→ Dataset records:
------------------------------------------------

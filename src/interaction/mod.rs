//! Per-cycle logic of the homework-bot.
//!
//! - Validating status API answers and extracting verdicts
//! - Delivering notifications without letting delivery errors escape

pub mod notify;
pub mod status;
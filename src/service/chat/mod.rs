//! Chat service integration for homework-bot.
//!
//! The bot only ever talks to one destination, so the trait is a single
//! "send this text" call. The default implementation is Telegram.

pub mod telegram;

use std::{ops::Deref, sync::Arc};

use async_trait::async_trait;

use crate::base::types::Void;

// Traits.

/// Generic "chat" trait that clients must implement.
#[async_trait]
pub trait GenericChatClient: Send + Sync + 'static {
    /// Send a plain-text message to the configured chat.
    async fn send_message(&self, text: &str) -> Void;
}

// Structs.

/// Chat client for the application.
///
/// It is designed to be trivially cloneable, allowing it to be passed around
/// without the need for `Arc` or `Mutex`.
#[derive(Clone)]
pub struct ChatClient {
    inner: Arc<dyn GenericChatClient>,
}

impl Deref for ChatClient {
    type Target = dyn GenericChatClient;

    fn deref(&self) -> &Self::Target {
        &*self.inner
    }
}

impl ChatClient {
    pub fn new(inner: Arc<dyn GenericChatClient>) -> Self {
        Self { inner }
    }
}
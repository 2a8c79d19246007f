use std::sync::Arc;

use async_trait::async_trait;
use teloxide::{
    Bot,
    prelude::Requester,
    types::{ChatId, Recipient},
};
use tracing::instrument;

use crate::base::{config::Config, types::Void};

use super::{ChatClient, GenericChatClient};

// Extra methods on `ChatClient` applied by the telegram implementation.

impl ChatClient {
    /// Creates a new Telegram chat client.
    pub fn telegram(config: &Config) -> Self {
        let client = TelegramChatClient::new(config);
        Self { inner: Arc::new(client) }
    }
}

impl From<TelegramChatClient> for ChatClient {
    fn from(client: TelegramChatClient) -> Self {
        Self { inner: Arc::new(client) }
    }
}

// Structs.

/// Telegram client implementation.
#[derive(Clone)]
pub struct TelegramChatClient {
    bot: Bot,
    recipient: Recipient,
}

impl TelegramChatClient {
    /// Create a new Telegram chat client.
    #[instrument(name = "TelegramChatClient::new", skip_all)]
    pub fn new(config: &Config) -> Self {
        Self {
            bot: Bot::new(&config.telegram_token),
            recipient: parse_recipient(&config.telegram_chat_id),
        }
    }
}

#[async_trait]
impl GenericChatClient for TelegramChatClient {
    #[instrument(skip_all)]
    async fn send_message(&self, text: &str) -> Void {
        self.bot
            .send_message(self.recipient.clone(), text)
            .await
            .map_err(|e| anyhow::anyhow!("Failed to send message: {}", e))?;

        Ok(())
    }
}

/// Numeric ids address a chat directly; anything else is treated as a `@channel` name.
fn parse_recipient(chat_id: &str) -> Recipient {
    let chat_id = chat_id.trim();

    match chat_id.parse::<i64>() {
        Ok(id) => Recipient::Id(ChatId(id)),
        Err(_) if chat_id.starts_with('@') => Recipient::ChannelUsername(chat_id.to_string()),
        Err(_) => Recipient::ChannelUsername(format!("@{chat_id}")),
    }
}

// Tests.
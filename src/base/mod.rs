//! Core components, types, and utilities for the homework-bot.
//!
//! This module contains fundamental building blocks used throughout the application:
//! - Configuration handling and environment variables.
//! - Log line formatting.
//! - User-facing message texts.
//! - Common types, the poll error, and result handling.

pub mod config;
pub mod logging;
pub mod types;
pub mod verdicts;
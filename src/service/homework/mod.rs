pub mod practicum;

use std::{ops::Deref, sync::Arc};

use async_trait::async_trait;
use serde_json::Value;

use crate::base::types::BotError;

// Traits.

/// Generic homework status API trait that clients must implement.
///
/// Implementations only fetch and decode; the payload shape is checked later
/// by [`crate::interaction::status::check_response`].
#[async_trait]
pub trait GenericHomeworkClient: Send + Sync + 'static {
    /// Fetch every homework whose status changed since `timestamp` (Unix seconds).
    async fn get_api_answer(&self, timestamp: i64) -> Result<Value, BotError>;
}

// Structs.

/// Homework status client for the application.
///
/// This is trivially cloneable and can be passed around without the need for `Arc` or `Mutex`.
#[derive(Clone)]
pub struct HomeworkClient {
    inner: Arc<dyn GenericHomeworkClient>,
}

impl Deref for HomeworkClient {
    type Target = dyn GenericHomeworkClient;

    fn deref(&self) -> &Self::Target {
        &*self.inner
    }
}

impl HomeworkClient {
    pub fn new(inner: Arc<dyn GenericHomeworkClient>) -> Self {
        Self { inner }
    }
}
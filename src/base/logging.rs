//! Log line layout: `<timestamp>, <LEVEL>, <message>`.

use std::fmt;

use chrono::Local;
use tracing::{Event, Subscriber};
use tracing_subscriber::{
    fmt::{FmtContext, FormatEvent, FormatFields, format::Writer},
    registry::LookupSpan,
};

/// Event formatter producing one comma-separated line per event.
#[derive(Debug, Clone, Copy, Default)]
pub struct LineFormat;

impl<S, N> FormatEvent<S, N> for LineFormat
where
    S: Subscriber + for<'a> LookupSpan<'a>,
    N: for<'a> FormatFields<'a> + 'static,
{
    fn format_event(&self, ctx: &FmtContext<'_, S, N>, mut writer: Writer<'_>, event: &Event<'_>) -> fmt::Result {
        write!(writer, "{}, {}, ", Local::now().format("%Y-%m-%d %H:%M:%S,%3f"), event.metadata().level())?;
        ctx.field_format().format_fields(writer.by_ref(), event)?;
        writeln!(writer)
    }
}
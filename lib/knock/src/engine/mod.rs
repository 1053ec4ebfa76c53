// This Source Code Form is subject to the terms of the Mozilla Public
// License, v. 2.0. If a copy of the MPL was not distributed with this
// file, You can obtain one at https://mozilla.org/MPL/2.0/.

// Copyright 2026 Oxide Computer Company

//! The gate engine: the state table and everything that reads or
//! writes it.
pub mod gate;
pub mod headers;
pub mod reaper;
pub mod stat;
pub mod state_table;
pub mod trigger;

------------------------------------------------

→ What you need to do:
Copy out every record exactly; leave nothing out.

→ Answer for this exercise:
filename src/interaction/mod.rs
//! Per-cycle logic of the homework-bot.
//!
//! - Validating status API answers and extracting verdicts
//! - Delivering notifications without letting delivery errors escape

pub mod notify;
pub mod status;
filename src/service/chat/mod.rs
//! Chat service integration for homework-bot.
//!
//! The bot only ever talks to one destination, so the trait is a single
//! "send this text" call. The default implementation is Telegram.

pub mod telegram;

use std::{ops::Deref, sync::Arc};

use async_trait::async_trait;

use crate::base::types::Void;

// Traits.

/// Generic "chat" trait that clients must implement.
#[async_trait]
pub trait GenericChatClient: Send + Sync + 'static {
    /// Send a plain-text message to the configured chat.
    async fn send_message(&self, text: &str) -> Void;
}

// Structs.

/// Chat client for the application.
///
/// It is designed to be trivially cloneable, allowing it to be passed around
/// without the need for `Arc` or `Mutex`.
#[derive(Clone)]
pub struct ChatClient {
    inner: Arc<dyn GenericChatClient>,
}

impl Deref for ChatClient {
    type Target = dyn GenericChatClient;

    fn deref(&self) -> &Self::Target {
        &*self.inner
    }
}

impl ChatClient {
    pub fn new(inner: Arc<dyn GenericChatClient>) -> Self {
        Self { inner }
    }
}
repository 2a8c79d19246007f
use std::sync::Arc;

use async_trait::async_trait;
use teloxide::{
    Bot,
    prelude::Requester,
    types::{ChatId, Recipient},
};
use tracing::instrument;

use crate::base::{config::Config, types::Void};

use super::{ChatClient, GenericChatClient};

// Extra methods on `ChatClient` applied by the telegram implementation.

impl ChatClient {
    /// Creates a new Telegram chat client.
    pub fn telegram(config: &Config) -> Self {
        let client = TelegramChatClient::new(config);
        Self { inner: Arc::new(client) }
    }
}

impl From<TelegramChatClient> for ChatClient {
    fn from(client: TelegramChatClient) -> Self {
        Self { inner: Arc::new(client) }
    }
}

// Structs.

/// Telegram client implementation.
#[derive(Clone)]
pub struct TelegramChatClient {
    bot: Bot,
    recipient: Recipient,
}

impl TelegramChatClient {
    /// Create a new Telegram chat client.
    #[instrument(name = "TelegramChatClient::new", skip_all)]
    pub fn new(config: &Config) -> Self {
        Self {
            bot: Bot::new(&config.telegram_token),
            recipient: parse_recipient(&config.telegram_chat_id),
        }
    }
}

#[async_trait]
impl GenericChatClient for TelegramChatClient {
    #[instrument(skip_all)]
    async fn send_message(&self, text: &str) -> Void {
        self.bot
            .send_message(self.recipient.clone(), text)
            .await
            .map_err(|e| anyhow::anyhow!("Failed to send message: {}", e))?;

        Ok(())
    }
}

/// Numeric ids address a chat directly; anything else is treated as a `@channel` name.
fn parse_recipient(chat_id: &str) -> Recipient {
    let chat_id = chat_id.trim();

    match chat_id.parse::<i64>() {
        Ok(id) => Recipient::Id(ChatId(id)),
        Err(_) if chat_id.starts_with('@') => Recipient::ChannelUsername(chat_id.to_string()),
        Err(_) => Recipient::ChannelUsername(format!("@{chat_id}")),
    }
}

// Tests.
filename src/base/mod.rs
//! Core components, types, and utilities for the homework-bot.
//!
//! This module contains fundamental building blocks used throughout the application:
//! - Configuration handling and environment variables.
//! - Log line formatting.
//! - User-facing message texts.
//! - Common types, the poll error, and result handling.

pub mod config;
pub mod logging;
pub mod types;
pub mod verdicts;
filename src/service/homework/mod.rs
pub mod practicum;

use std::{ops::Deref, sync::Arc};

use async_trait::async_trait;
use serde_json::Value;

use crate::base::types::BotError;

// Traits.

/// Generic homework status API trait that clients must implement.
///
/// Implementations only fetch and decode; the payload shape is checked later
/// by [`crate::interaction::status::check_response`].
#[async_trait]
pub trait GenericHomeworkClient: Send + Sync + 'static {
    /// Fetch every homework whose status changed since `timestamp` (Unix seconds).
    async fn get_api_answer(&self, timestamp: i64) -> Result<Value, BotError>;
}

// Structs.

/// Homework status client for the application.
///
/// This is trivially cloneable and can be passed around without the need for `Arc` or `Mutex`.
#[derive(Clone)]
pub struct HomeworkClient {
    inner: Arc<dyn GenericHomeworkClient>,
}

impl Deref for HomeworkClient {
    type Target = dyn GenericHomeworkClient;

    fn deref(&self) -> &Self::Target {
        &*self.inner
    }
}

impl HomeworkClient {
    pub fn new(inner: Arc<dyn GenericHomeworkClient>) -> Self {
        Self { inner }
    }
}
filename src/base/logging.rs
//! Log line layout: `<timestamp>, <LEVEL>, <message>`.

use std::fmt;

use chrono::Local;
use tracing::{Event, Subscriber};
use tracing_subscriber::{
    fmt::{FmtContext, FormatEvent, FormatFields, format::Writer},
    registry::LookupSpan,
};

/// Event formatter producing one comma-separated line per event.
#[derive(Debug, Clone, Copy, Default)]
pub struct LineFormat;

impl<S, N> FormatEvent<S, N> for LineFormat
where
    S: Subscriber + for<'a> LookupSpan<'a>,
    N: for<'a> FormatFields<'a> + 'static,
{
    fn format_event(&self, ctx: &FmtContext<'_, S, N>, mut writer: Writer<'_>, event: &Event<'_>) -> fmt::Result {
        write!(writer, "{}, {}, ", Local::now().format("%Y-%m-%d %H:%M:%S,%3f"), event.metadata().level())?;
        ctx.field_format().format_fields(writer.by_ref(), event)?;
        writeln!(writer)
    }
}
filename lib/knock/src/engine/mod.rs
repository 1053ec4ebfa76c53
// This Source Code Form is subject to the terms of the Mozilla Public
// License, v. 2.0. If a copy of the MPL was not distributed with this
// file, You can obtain one at https://mozilla.org/MPL/2.0/.

// Copyright 2026 Oxide Computer Company

//! The gate engine: the state table and everything that reads or
//! writes it.
pub mod gate;
pub mod headers;
pub mod reaper;
pub mod stat;
pub mod state_table;
pub mod trigger;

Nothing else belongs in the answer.